Problem: Four businessmen who ran successful local companies had decided to purchase a 50 acre lake and 30 acres of the adjoining land and to develop the locality for leisure and sporting activities. The lake had outline planning permission for leisure and the parties had agreed with a bank to borrow £340,000, the borrowing to be secured on each of their matrimonial homes and the documentation had been signed in preparation for exchanging contracts with the Vendors . They contacted us to discuss the basis of the contracts that should be executed in order to protect each others' interests, minimise the commercial risk and to distribute future profits equitably, should the venture be a success - contracts to purchase the lake were due to be exchanged the following day. However as a consequence of a consultation with us there was an unexpected outcome .

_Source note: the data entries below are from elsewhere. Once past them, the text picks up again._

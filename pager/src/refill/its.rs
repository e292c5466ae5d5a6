//! The ITS pager on the KS10.
//!
//! Each address space is split into a low half (pages 0-377) and a
//! high half (pages 400-777), and each half has its own descriptor
//! base register holding the physical address of a table of
//! halfword entries, two to a word:
//!
//! | Bits  | Meaning                                            |
//! | ----- | -------------------------------------------------- |
//! | 0-1   | access: 0 none, 1 read-only, 2 read/write-first, 3 read/write |
//! | 7-17  | physical page                                      |
//!
//! Read/write-first pages are treated as read-only; the operating
//! system upgrades them when the first write faults.
use tracing::{event, Level};

use base::prelude::*;

use super::{
    check_page_exists, halfword_entry, read_table, RefillEngine, Translation, WalkFailure,
    WalkRequest,
};
use crate::config::Generation;
use crate::fault::{FaultKind, Rights};
use crate::registers::{Dbr, PagerRegisters};
use crate::store::PhysicalStore;
use crate::types::Mode;

const HIGH_HALF_FIRST: u32 = 0o400;

#[derive(Debug)]
pub struct ItsWalker;

#[derive(Debug, Clone, Copy, PartialEq, Eq)]
enum ItsAccess {
    None,
    ReadOnly,
    ReadWriteFirst,
    ReadWrite,
}

struct ItsEntry(u32);

impl ItsEntry {
    fn access(&self) -> ItsAccess {
        match (self.0 >> 16) & 3 {
            0 => ItsAccess::None,
            1 => ItsAccess::ReadOnly,
            2 => ItsAccess::ReadWriteFirst,
            _ => ItsAccess::ReadWrite,
        }
    }

    fn page(&self) -> PhysicalPage {
        // Eleven bits always fit in a physical page number.
        PhysicalPage::try_from(self.0 & 0o3777).unwrap_or(PhysicalPage::MAX)
    }
}

impl RefillEngine for ItsWalker {
    fn generation(&self) -> Generation {
        Generation::ItsKs
    }

    fn walk(
        &self,
        regs: &PagerRegisters,
        mem: &mut dyn PhysicalStore,
        req: &WalkRequest,
    ) -> Result<Translation, WalkFailure> {
        let page = req.address.page().in_section();
        let (dbr, within) = match (req.mode, page < HIGH_HALF_FIRST) {
            (Mode::User, true) => (Dbr::UserLow, page),
            (Mode::User, false) => (Dbr::UserHigh, page - HIGH_HALF_FIRST),
            (Mode::Exec, true) => (Dbr::ExecLow, page),
            (Mode::Exec, false) => (Dbr::ExecHigh, page - HIGH_HALF_FIRST),
        };
        let word = read_table(
            &*mem,
            regs.its_dbr(dbr),
            within >> 1,
            Rights::default(),
            "ITS page table entry",
        )?;
        let entry = ItsEntry(halfword_entry(word, within));
        event!(
            Level::TRACE,
            "ITS {} page {:o} via {}: {:?} page {}",
            req.mode,
            page,
            dbr,
            entry.access(),
            entry.page()
        );
        let rights = match entry.access() {
            ItsAccess::None => {
                return Err(WalkFailure::new(
                    FaultKind::AccessDenied,
                    Rights::default(),
                    format!("{} page {page:o} is not accessible", req.mode),
                ));
            }
            ItsAccess::ReadOnly | ItsAccess::ReadWriteFirst => Rights {
                accessible: true,
                writable: false,
                public: false,
                cacheable: true,
            },
            ItsAccess::ReadWrite => Rights {
                accessible: true,
                writable: true,
                public: false,
                cacheable: true,
            },
        };
        if req.access.is_write() && !rights.writable {
            return Err(WalkFailure::new(
                FaultKind::WriteProtected,
                rights,
                format!("{} page {page:o} is read-only", req.mode),
            ));
        }
        check_page_exists(&*mem, entry.page(), rights)?;
        Ok(Translation {
            page: entry.page(),
            rights,
            install_writable: rights.writable,
        })
    }
}
//! Page-table walkers.
//!
//! When a translation cache misses, the paging unit asks the refill
//! engine for the configured hardware generation to resolve the
//! virtual page by walking that generation's page tables in physical
//! memory.  The walkers know nothing of the caches, the fault
//! controller or the address break; they either produce a
//! [`Translation`] or explain why they could not.
//!
//! Each generation's table format is decoded only here.
use std::fmt::Debug;

use tracing::{event, Level};

use base::prelude::*;

use crate::config::Generation;
use crate::fault::{FaultKind, Rights};
use crate::registers::PagerRegisters;
use crate::store::PhysicalStore;
use crate::types::{AccessKind, Mode};

mod its;
mod tops10;
mod tops20;

pub use its::ItsWalker;
pub use tops10::Tops10Walker;
pub use tops20::{Tops20Walker, INDIRECT_LIMIT};

#[derive(Debug, Clone, Copy)]
pub struct WalkRequest {
    pub mode: Mode,
    pub address: VirtualAddress,
    pub access: AccessKind,
    /// True when the executing context is public (KL10 proprietary
    /// protection).
    pub public: bool,
}

/// The result of a successful walk.
#[derive(Debug, Clone, Copy, PartialEq, Eq)]
pub struct Translation {
    pub page: PhysicalPage,
    pub rights: Rights,
    /// Whether the cache entry may be installed writable.  This can
    /// be false for a writable page whose modified bit has not yet
    /// been set, so that the first write comes back through the
    /// walker.
    pub install_writable: bool,
}

#[derive(Debug, Clone, PartialEq, Eq)]
pub struct WalkFailure {
    pub kind: FaultKind,
    pub rights: Rights,
    /// Set for failures which concern a physical address (a table
    /// or page in non-existent memory).
    pub physical: Option<PhysicalAddress>,
    pub cause: String,
}

impl WalkFailure {
    pub fn new(kind: FaultKind, rights: Rights, cause: String) -> WalkFailure {
        WalkFailure {
            kind,
            rights,
            physical: None,
            cause,
        }
    }

    pub fn non_existent(addr: PhysicalAddress, rights: Rights, what: &str) -> WalkFailure {
        WalkFailure {
            kind: FaultKind::NonExistentMemory,
            rights,
            physical: Some(addr),
            cause: format!("{what} at {addr} is in non-existent memory"),
        }
    }
}

pub trait RefillEngine: Debug {
    fn generation(&self) -> Generation;

    fn walk(
        &self,
        regs: &PagerRegisters,
        mem: &mut dyn PhysicalStore,
        req: &WalkRequest,
    ) -> Result<Translation, WalkFailure>;
}

/// Choose the walker for `generation`.
pub fn refill_engine(generation: Generation) -> Box<dyn RefillEngine> {
    match generation {
        Generation::ItsKs => Box::new(ItsWalker),
        Generation::Tops10Ks => Box::new(Tops10Walker),
        Generation::Tops20Kl => Box::new(Tops20Walker),
    }
}

/// Read word `index` of the table at `base`.
pub(crate) fn read_table(
    mem: &dyn PhysicalStore,
    base: PhysicalAddress,
    index: u32,
    rights: Rights,
    what: &str,
) -> Result<Unsigned36Bit, WalkFailure> {
    let addr = match base.checked_add(index) {
        Some(addr) => addr,
        None => {
            return Err(WalkFailure::new(
                FaultKind::NonExistentMemory,
                rights,
                format!("{what} lies beyond the physical address space"),
            ));
        }
    };
    match mem.read(addr) {
        Ok(w) => {
            event!(Level::TRACE, "{} at {} is {:012o}", what, addr, w);
            Ok(w)
        }
        Err(_) => Err(WalkFailure::non_existent(addr, rights, what)),
    }
}

/// Select the halfword entry for `page` from a word holding two
/// entries; the even page is in the left half.
pub(crate) fn halfword_entry(word: Unsigned36Bit, page: u32) -> u32 {
    let half = if page % 2 == 0 {
        left_half(word)
    } else {
        right_half(word)
    };
    u32::from(half)
}

/// Reject a final physical page which lies beyond configured memory.
pub(crate) fn check_page_exists(
    mem: &dyn PhysicalStore,
    page: PhysicalPage,
    rights: Rights,
) -> Result<(), WalkFailure> {
    if mem.contains_page(page) {
        Ok(())
    } else {
        Err(WalkFailure::non_existent(page.address(), rights, "mapped page"))
    }
}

Solution: The most pertinent aspect to minimise the risk was to establish that the proposed development was permissible. The local plan had been adopted and revealed that the lake was protected from commercial development because of its amenity and ornithological interest. The Vendor immediately reduced the asking price by two thirds to take into account potential planning expenditure the purchasers could be involved in. The purchasers though rejected this proposal and withdrew because planning existed only for swimming and sailing use and any restrictions on further development and use would not make their venture a realistic commercial proposition.
Problem: Client asked us to evaluate a deal to invest in a company that was turning over its stock every 4 weeks, he thought it was a licence to print money.
Advice: We thought that if things were as good as it was made out, the company would not be looking for an investor; client insisted we evaluated the project and prepare a report. This done, we strongly recommended not to go ahead for a variety of reasons. The company subsequently ceased trading for the very reasons we highlighted in our report.